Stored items

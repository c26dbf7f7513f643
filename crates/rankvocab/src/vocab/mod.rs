//! # Frequency-Ranked Vocabulary
//!
//! The vocabulary has a two-phase lifecycle:
//!
//! 1. An open, append-only counting phase - [`VocabCounter`] accumulates
//!    occurrence counts of loose token identifiers across input batches.
//! 2. A closed, read-only query phase - [`VocabCounter::finalize`] consumes
//!    the counter, computes the frequency ranking exactly once, and returns
//!    an immutable [`FrozenVocab`].
//!
//! Making finalize consume the counter turns phase misuse into a
//! compile-time error. Callers that need a single long-lived handle with
//! the classic runtime-checked phases can use [`Corpus`] instead.
//!
//! Count-band filtering of compact arrays is configured with
//! [`CountFilterOptions`].

mod corpus;
mod count_filter;
mod frozen_vocab;
mod vocab_counter;

#[doc(inline)]
pub use corpus::Corpus;
#[doc(inline)]
pub use count_filter::CountFilterOptions;
#[doc(inline)]
pub use frozen_vocab::FrozenVocab;
#[doc(inline)]
pub use vocab_counter::{VocabCounter, VocabCounterOptions};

• TASK
Write out the lines of the records exactly, starting at the one holding "long-lived handle with" and ending with the last line, and include no others.

• ANSWER TO THIS EXERCISE
//! compile-time error. Callers that need a single long-lived handle with
//! the classic runtime-checked phases can use [`Corpus`] instead.
//!
//! Count-band filtering of compact arrays is configured with
//! [`CountFilterOptions`].

mod corpus;
mod count_filter;
mod frozen_vocab;
mod vocab_counter;

#[doc(inline)]
pub use corpus::Corpus;
#[doc(inline)]
pub use count_filter::CountFilterOptions;
#[doc(inline)]
pub use frozen_vocab::FrozenVocab;
#[doc(inline)]
pub use vocab_counter::{VocabCounter, VocabCounterOptions};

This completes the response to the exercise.